* [Exercise requirements]: Going through the entries below, work out how many lines have the string "under" in them. Give the number and nothing more.

* [Listed records]:
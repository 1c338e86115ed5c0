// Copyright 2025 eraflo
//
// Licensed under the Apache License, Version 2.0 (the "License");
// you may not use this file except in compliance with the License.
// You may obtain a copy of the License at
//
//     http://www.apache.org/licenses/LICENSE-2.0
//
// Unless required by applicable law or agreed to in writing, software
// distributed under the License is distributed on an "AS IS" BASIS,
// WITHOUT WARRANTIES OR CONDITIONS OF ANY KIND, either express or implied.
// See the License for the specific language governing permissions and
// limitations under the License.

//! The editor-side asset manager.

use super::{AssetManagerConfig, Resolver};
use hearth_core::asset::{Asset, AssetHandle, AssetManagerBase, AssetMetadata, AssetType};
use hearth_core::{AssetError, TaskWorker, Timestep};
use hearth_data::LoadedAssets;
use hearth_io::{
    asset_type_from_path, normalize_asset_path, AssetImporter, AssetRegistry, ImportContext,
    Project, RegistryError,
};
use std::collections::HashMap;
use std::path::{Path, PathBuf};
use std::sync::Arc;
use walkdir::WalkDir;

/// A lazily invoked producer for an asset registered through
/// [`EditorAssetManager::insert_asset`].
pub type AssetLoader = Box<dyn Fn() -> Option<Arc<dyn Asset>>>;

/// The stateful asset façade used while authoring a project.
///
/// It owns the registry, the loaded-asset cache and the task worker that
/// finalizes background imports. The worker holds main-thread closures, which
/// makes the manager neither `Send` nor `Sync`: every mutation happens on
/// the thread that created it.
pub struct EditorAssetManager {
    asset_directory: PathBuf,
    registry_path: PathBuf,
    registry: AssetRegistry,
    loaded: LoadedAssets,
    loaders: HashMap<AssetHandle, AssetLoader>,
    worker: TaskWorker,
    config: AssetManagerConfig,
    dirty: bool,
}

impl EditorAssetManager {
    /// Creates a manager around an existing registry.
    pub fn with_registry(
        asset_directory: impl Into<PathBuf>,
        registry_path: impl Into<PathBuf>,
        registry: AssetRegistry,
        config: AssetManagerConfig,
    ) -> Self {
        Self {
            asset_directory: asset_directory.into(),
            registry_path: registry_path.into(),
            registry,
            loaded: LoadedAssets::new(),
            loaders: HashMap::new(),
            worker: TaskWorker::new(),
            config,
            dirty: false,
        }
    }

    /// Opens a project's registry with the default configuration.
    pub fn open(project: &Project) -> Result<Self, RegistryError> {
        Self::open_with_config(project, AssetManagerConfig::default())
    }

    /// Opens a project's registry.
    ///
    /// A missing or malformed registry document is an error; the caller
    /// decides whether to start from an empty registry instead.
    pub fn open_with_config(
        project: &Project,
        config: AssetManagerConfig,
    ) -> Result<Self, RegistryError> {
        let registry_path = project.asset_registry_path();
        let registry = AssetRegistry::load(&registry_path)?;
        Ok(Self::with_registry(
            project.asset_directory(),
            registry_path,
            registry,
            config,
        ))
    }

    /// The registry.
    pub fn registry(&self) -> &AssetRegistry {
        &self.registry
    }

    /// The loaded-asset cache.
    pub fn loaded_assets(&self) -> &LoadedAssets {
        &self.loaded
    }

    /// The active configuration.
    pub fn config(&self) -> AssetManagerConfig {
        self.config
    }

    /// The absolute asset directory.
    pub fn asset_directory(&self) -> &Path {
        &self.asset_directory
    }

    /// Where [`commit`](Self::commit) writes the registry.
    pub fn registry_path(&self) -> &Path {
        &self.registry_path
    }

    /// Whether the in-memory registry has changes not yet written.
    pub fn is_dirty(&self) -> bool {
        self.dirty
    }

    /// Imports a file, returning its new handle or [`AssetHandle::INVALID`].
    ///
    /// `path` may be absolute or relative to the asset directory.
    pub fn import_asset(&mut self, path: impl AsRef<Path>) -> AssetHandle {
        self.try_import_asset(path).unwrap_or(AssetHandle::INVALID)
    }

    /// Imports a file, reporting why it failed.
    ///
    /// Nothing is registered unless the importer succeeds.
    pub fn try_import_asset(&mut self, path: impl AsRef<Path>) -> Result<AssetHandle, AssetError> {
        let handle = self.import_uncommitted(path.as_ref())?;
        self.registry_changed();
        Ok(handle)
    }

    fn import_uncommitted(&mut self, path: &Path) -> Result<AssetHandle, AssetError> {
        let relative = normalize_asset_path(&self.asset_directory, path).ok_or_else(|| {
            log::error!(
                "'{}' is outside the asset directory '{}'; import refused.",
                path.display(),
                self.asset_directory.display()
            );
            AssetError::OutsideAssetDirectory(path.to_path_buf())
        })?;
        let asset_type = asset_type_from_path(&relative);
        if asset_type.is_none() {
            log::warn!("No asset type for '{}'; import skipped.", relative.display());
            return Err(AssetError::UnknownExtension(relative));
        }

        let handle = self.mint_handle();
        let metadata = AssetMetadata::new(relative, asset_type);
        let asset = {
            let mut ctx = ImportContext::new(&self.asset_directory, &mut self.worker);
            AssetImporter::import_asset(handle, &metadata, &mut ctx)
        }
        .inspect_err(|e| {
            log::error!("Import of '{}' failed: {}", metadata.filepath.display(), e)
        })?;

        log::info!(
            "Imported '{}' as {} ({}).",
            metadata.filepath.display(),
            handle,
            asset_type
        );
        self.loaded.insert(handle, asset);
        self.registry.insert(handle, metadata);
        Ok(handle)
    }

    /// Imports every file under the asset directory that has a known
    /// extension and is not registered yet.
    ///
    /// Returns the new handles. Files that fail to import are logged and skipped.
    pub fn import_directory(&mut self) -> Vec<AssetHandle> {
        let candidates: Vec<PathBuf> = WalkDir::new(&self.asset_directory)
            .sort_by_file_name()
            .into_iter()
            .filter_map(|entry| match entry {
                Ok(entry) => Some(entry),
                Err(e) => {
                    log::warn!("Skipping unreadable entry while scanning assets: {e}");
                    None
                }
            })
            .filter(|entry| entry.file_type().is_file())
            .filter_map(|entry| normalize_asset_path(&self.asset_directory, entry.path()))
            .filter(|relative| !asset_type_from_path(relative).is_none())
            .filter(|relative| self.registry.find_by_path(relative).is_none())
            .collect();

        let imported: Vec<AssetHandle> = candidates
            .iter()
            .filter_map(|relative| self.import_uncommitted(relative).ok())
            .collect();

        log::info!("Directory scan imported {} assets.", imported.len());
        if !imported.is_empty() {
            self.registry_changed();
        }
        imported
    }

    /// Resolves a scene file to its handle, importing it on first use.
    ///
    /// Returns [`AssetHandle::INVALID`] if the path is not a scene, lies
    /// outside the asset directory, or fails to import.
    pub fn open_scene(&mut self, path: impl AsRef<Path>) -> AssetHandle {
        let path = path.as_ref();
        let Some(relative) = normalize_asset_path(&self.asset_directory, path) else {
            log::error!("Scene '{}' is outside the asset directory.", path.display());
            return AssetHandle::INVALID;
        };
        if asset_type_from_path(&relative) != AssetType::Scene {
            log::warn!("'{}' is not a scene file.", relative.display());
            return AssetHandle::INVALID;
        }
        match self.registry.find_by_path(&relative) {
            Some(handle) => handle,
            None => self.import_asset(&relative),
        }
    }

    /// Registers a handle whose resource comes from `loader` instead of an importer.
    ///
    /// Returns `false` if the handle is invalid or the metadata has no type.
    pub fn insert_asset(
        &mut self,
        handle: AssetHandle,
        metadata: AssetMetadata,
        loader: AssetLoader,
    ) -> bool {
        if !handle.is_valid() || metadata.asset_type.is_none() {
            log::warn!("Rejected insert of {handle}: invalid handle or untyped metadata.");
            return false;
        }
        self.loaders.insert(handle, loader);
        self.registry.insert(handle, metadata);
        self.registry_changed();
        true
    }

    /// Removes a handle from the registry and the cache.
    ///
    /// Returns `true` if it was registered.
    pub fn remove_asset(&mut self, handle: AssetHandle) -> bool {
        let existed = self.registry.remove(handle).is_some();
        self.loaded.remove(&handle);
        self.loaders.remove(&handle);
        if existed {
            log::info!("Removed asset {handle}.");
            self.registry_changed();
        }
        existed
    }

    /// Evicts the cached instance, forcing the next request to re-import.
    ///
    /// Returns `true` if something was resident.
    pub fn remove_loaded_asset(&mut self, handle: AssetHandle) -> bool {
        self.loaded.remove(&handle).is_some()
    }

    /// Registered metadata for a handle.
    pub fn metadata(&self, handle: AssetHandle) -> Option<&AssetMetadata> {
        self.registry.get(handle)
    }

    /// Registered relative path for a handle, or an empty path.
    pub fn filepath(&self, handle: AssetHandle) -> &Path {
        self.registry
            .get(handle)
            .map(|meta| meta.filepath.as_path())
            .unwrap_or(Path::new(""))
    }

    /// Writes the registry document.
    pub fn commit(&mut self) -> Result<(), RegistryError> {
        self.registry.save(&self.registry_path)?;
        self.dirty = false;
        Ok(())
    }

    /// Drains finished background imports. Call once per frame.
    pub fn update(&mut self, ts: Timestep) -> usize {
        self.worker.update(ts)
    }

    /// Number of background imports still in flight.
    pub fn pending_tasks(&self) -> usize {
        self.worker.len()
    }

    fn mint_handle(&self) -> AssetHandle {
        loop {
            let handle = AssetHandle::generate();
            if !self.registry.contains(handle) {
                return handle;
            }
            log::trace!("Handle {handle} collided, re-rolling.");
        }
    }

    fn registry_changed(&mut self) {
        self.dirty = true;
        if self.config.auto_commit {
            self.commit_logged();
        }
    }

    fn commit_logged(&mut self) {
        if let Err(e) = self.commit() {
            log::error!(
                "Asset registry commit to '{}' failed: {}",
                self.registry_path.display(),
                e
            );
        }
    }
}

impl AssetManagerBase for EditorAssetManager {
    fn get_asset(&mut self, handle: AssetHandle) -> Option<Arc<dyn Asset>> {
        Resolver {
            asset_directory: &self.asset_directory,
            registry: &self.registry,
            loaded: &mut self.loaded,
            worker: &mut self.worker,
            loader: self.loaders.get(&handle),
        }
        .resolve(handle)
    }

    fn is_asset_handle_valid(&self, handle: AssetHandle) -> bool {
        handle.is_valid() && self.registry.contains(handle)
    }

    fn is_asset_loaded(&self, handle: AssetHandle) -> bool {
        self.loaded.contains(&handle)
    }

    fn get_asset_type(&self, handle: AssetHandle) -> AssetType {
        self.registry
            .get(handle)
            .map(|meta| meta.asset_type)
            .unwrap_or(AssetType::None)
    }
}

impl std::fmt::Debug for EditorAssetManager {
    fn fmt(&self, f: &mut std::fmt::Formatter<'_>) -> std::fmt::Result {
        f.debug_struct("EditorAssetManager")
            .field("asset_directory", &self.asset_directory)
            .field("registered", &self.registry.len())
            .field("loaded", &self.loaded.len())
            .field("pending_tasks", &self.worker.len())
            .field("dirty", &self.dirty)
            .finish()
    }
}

* [Response]: 4